Splunk Infrastructure Monitoring is used to monitor modern infrastructure, consuming metrics from things like AWS, Docker, Elasticsearch, and Kafka, and applying analytics in real time. We’ve relied on Kafka for the core of our infrastructure since the beginning.
Our engineering team has decades of experience with every kind of streaming or messaging platform out there. Kafka’s unique ability to combine high throughput with persistence made it ideal as the pipeline underlying all of Splunk Infrastructure Monitoring. Throughput is critical to the kind of data Splunk Infrastructure Monitoring handles: high-volume, high-resolution streaming times series. And persistence lets us smoothly upgrade components, do performance testing (on replayed data), respond to outages, and fix bugs without losing data.
Splunk Infrastructure Monitoring does on the order of 70+ billion messages per day with:
One huge advantage of Kafka has been the fantastic community that’s built up around the project, from independent developers to all the people at Confluent. We’ve found that for every hurdle we’ve run into, the community has been extremely responsive in either helping us correct some mistaken pattern on our part—or to fix bugs and add roadmap items that address the needs of environments like Splunk Infrastructure Monitoring.

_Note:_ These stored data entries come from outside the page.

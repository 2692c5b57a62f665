//! Compile-time classification of tensor strides.
//!
//! A stride layout is a tuple of slot markers, one per dimension, from the
//! first (slowest changing) to the last (fastest changing) dimension:
//!
//! - [`Rt`]: the stride is given at run time and stored in the wrap.
//! - [`Ct<B>`]: the stride is the constant `B` bytes.
//! - [`SizeOf<T>`]: the stride is the constant `size_of::<T>()` bytes.
//!
//! Run-time slots always come first. Only well-formed tuples implement
//! [`StrideSpec`], so a constant slot before a run-time slot is rejected by the
//! compiler:
//!
//! ```compile_fail
//! use kornia_tensor_wrap::{Ct, Rt, TensorWrap};
//!
//! let _wrap = TensorWrap::<u8, (Ct<4>, Rt)>::default();
//! ```
//!
//! and so is a stride tuple with more than four dimensions:
//!
//! ```compile_fail
//! use kornia_tensor_wrap::{Rt, SizeOf, TensorWrap};
//!
//! let _wrap = TensorWrap::<u8, (Rt, Rt, Rt, Rt, SizeOf<u8>)>::default();
//! ```

use std::{fmt, marker::PhantomData};

/// The highest number of dimensions of a wrap.
pub const MAX_RANK: usize = 4;

/// Value stored in [`StrideSpec::STRIDES`] for run-time slots.
pub const RUNTIME_STRIDE: i32 = -1;

/// Run-time stride slot.
#[derive(Clone, Copy, Debug, Default)]
pub struct Rt;

/// Constant stride slot of `BYTES` bytes.
#[derive(Clone, Copy, Debug, Default)]
pub struct Ct<const BYTES: i32>;

/// Constant stride slot of `size_of::<T>()` bytes.
pub struct SizeOf<T>(PhantomData<T>);

/// A stride slot whose value is known at compile time.
pub trait ConstStride {
    /// The stride in bytes.
    const BYTES: i32;
}

impl<const B: i32> ConstStride for Ct<B> {
    const BYTES: i32 = B;
}

impl<T> ConstStride for SizeOf<T> {
    const BYTES: i32 = std::mem::size_of::<T>() as i32;
}

/// Storage of the run-time strides of a wrap: `[i32; RUNTIME]`.
pub trait RuntimeStrides:
    Copy + Default + fmt::Debug + PartialEq + AsRef<[i32]> + AsMut<[i32]> + Send + Sync + 'static
{
}

impl RuntimeStrides for [i32; 0] {}
impl RuntimeStrides for [i32; 1] {}
impl RuntimeStrides for [i32; 2] {}
impl RuntimeStrides for [i32; 3] {}
impl RuntimeStrides for [i32; 4] {}

/// A sequence of stride slots classified into run-time and constant strides.
///
/// # Examples
///
/// ```
/// use kornia_tensor_wrap::{Ct, Rt, SizeOf, StrideSpec, RUNTIME_STRIDE};
///
/// type Nhwc = (Rt, Rt, Ct<3>, SizeOf<u8>);
///
/// assert_eq!(Nhwc::RANK, 4);
/// assert_eq!(Nhwc::RUNTIME, 2);
/// assert_eq!(Nhwc::CONSTANT, 2);
/// assert_eq!(Nhwc::STRIDES, [RUNTIME_STRIDE, RUNTIME_STRIDE, 3, 1]);
/// ```
pub trait StrideSpec {
    /// Number of dimensions.
    const RANK: usize;

    /// Number of leading dimensions with a run-time stride.
    const RUNTIME: usize;

    /// Number of trailing dimensions with a constant stride.
    const CONSTANT: usize = Self::RANK - Self::RUNTIME;

    /// Stride per dimension, [`RUNTIME_STRIDE`] for run-time slots and 0 past `RANK`.
    const STRIDES: [i32; MAX_RANK];

    /// The run-time strides stored in a wrap.
    type Runtime: RuntimeStrides;
}

/// Copies `slots` into a zero-padded array of [`MAX_RANK`] strides.
const fn padded<const K: usize>(slots: [i32; K]) -> [i32; MAX_RANK] {
    let mut out = [0; MAX_RANK];
    let mut i = 0;
    while i < K {
        out[i] = slots[i];
        i += 1;
    }
    out
}

macro_rules! count {
    () => { 0usize };
    ($head:tt $($tail:tt)*) => { 1usize + count!($($tail)*) };
}

macro_rules! runtime_slot {
    ($rt:ident) => {
        RUNTIME_STRIDE
    };
}

macro_rules! impl_stride_spec {
    ([$($rt:ident),*] [$($c:ident),*]) => {
        impl<$($c: ConstStride),*> StrideSpec for ($($rt,)* $($c,)*) {
            const RANK: usize = count!($($rt)* $($c)*);
            const RUNTIME: usize = count!($($rt)*);
            const STRIDES: [i32; MAX_RANK] = padded([$(runtime_slot!($rt),)* $($c::BYTES,)*]);
            type Runtime = [i32; count!($($rt)*)];
        }
    };
}

impl_stride_spec!([Rt] []);
impl_stride_spec!([] [C0]);

impl_stride_spec!([Rt, Rt] []);
impl_stride_spec!([Rt] [C0]);
impl_stride_spec!([] [C0, C1]);

impl_stride_spec!([Rt, Rt, Rt] []);
impl_stride_spec!([Rt, Rt] [C0]);
impl_stride_spec!([Rt] [C0, C1]);
impl_stride_spec!([] [C0, C1, C2]);

impl_stride_spec!([Rt, Rt, Rt, Rt] []);
impl_stride_spec!([Rt, Rt, Rt] [C0]);
impl_stride_spec!([Rt, Rt] [C0, C1]);
impl_stride_spec!([Rt] [C0, C1, C2]);
impl_stride_spec!([] [C0, C1, C2, C3]);

#[cfg(test)]
mod tests {
    use super::*;

    #[test]
    fn classify_all_runtime() {
        type S = (Rt, Rt, Rt);
        assert_eq!(S::RANK, 3);
        assert_eq!(S::RUNTIME, 3);
        assert_eq!(S::CONSTANT, 0);
        assert_eq!(S::STRIDES, [-1, -1, -1, 0]);
        assert_eq!(<S as StrideSpec>::Runtime::default(), [0, 0, 0]);
    }

    #[test]
    fn classify_all_constant() {
        type S = (Ct<64>, Ct<16>, SizeOf<f32>);
        assert_eq!(S::RANK, 3);
        assert_eq!(S::RUNTIME, 0);
        assert_eq!(S::CONSTANT, 3);
        assert_eq!(S::STRIDES, [64, 16, 4, 0]);
        assert_eq!(<S as StrideSpec>::Runtime::default().len(), 0);
    }

    #[test]
    fn classify_mixed() {
        type S = (Rt, Rt, Rt, SizeOf<[u8; 4]>);
        assert_eq!(S::RANK, 4);
        assert_eq!(S::RUNTIME, 3);
        assert_eq!(S::CONSTANT, 1);
        assert_eq!(S::STRIDES, [-1, -1, -1, 4]);

        type S1 = (SizeOf<u16>,);
        assert_eq!(S1::RANK, 1);
        assert_eq!(S1::RUNTIME, 0);
        assert_eq!(S1::STRIDES, [2, 0, 0, 0]);

        type S2 = (Rt, Ct<12>);
        assert_eq!(S2::RANK, 2);
        assert_eq!(S2::RUNTIME, 1);
        assert_eq!(S2::STRIDES, [-1, 12, 0, 0]);
    }
}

In this post, we’ll go over some lessons learned from monitoring and alerting on Kafka in production, at scale, in a demanding environment with very high performance expectations.

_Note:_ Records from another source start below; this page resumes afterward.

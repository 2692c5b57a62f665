#![deny(missing_docs)]
#![doc = env!("CARGO_PKG_DESCRIPTION")]
//!
//! # Overview
//!
//! `kornia-tensor-data` describes pitch-linear tensors and images the way kernels see
//! them: a base address, a layout and one byte stride per axis. Descriptors are plain
//! values that never own memory; the owning [`Tensor`] and [`Image`] buffers export
//! them on demand.
//!
//! - [`StridedTensorData`] / [`TensorDataStrided`]: N-D tensor descriptors.
//! - [`StridedImageData`] / [`ImageDataStrided`]: multi-plane image descriptors.
//! - [`TensorDataAccessStridedImagePlanar`]: sample/row/column/channel strides of
//!   image tensors, independent of the axis order.
//!
//! ```rust
//! use kornia_tensor_data::{
//!     CpuAllocator, Tensor, TensorDataAccessStridedImagePlanar, TensorLayout,
//! };
//!
//! let tensor = Tensor::new(TensorLayout::Nhwc, &[2, 480, 640, 4], 1, 256, CpuAllocator).unwrap();
//! let access = TensorDataAccessStridedImagePlanar::create(&tensor).unwrap();
//!
//! assert_eq!(access.col_stride(), 4);
//! assert_eq!(access.row_stride(), 2560);
//! assert_eq!(access.sample_stride(), 480 * 2560);
//! ```

/// Image-planar access planning over tensor descriptors.
pub mod access;

/// Allocators for pitch-linear buffers.
pub mod allocator;

/// Error types for the descriptors and buffers.
pub mod error;

/// Image descriptors.
pub mod image_data;

/// Tensor layouts and axes.
pub mod layout;

/// Two-dimensional sizes.
pub mod size;

/// Owned byte storage.
pub mod storage;

/// Owning pitch-linear tensors and images.
pub mod tensor;

/// Tensor descriptors.
pub mod tensor_data;

pub use crate::access::TensorDataAccessStridedImagePlanar;
pub use crate::allocator::{CpuAllocator, TensorAllocator, TensorAllocatorError};
pub use crate::error::TensorDataError;
pub use crate::image_data::{ImageDataStrided, ImagePlaneStrided, StridedImageData};
pub use crate::layout::{Axis, TensorLayout};
pub use crate::size::ImageSize;
pub use crate::tensor::{Image, Tensor};
pub use crate::tensor_data::{StridedTensorData, TensorDataStrided, MAX_TENSOR_RANK};
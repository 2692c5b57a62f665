use std::{alloc::Layout, ptr::NonNull};

use crate::allocator::{TensorAllocator, TensorAllocatorError};

/// An owned, zero-initialised byte buffer.
///
/// The memory is allocated with the given allocator and released when the storage is
/// dropped.
pub struct TensorStorage<A: TensorAllocator> {
    /// The pointer to the buffer memory which must be non-null.
    ptr: NonNull<u8>,
    /// The memory layout used for allocation.
    layout: Layout,
    /// The allocator used to allocate and free the buffer.
    alloc: A,
}

impl<A: TensorAllocator> TensorStorage<A> {
    /// Allocates a zeroed buffer of `len` bytes aligned to `align`.
    pub fn new(len: usize, align: usize, alloc: A) -> Result<Self, TensorAllocatorError> {
        let layout = Layout::from_size_align(len, align)?;
        let ptr = NonNull::new(alloc.alloc_zeroed(layout)?).ok_or(TensorAllocatorError::NullPointer)?;
        Ok(Self { ptr, layout, alloc })
    }

    /// Returns the pointer to the buffer memory.
    #[inline]
    pub fn as_ptr(&self) -> *const u8 {
        self.ptr.as_ptr()
    }

    /// Returns the mutable pointer to the buffer memory.
    #[inline]
    pub fn as_mut_ptr(&mut self) -> *mut u8 {
        self.ptr.as_ptr()
    }

    /// Returns the buffer as a byte slice.
    pub fn as_slice(&self) -> &[u8] {
        // SAFETY: the buffer holds `len` initialised bytes
        unsafe { std::slice::from_raw_parts(self.ptr.as_ptr(), self.layout.size()) }
    }

    /// Returns the buffer as a mutable byte slice.
    pub fn as_mut_slice(&mut self) -> &mut [u8] {
        // SAFETY: the buffer holds `len` initialised bytes and we hold a unique borrow
        unsafe { std::slice::from_raw_parts_mut(self.ptr.as_ptr(), self.layout.size()) }
    }

    /// Returns the number of bytes in the buffer.
    #[inline]
    pub fn len(&self) -> usize {
        self.layout.size()
    }

    /// Returns true if the buffer holds no bytes.
    #[inline]
    pub fn is_empty(&self) -> bool {
        self.layout.size() == 0
    }

    /// Returns the memory layout of the buffer.
    #[inline]
    pub fn layout(&self) -> Layout {
        self.layout
    }

    /// Returns the allocator of the buffer.
    #[inline]
    pub fn alloc(&self) -> &A {
        &self.alloc
    }
}

impl<A: TensorAllocator> Drop for TensorStorage<A> {
    fn drop(&mut self) {
        self.alloc.dealloc(self.ptr.as_ptr(), self.layout);
    }
}

impl<A: TensorAllocator> std::fmt::Debug for TensorStorage<A> {
    fn fmt(&self, f: &mut std::fmt::Formatter<'_>) -> std::fmt::Result {
        f.debug_struct("TensorStorage")
            .field("ptr", &self.ptr)
            .field("layout", &self.layout)
            .finish()
    }
}

// SAFETY: the storage uniquely owns its buffer
unsafe impl<A: TensorAllocator + Send> Send for TensorStorage<A> {}
unsafe impl<A: TensorAllocator + Sync> Sync for TensorStorage<A> {}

We use a GenericJMX collectd plugin to collect metrics exposed by Kafka via JMX, particularly for brokers and topics. You can also instrument the clients themselves but we haven’t found that necessary (so far). But we do do something interesting there: wrap the client in a layer that’s instrumented so that we know what services in Splunk Infrastructure Monitoring are producing or consuming messages and of what size. This is a relatively standard Kafka pattern: adding additional functionality on top of the client to expose more capabilities.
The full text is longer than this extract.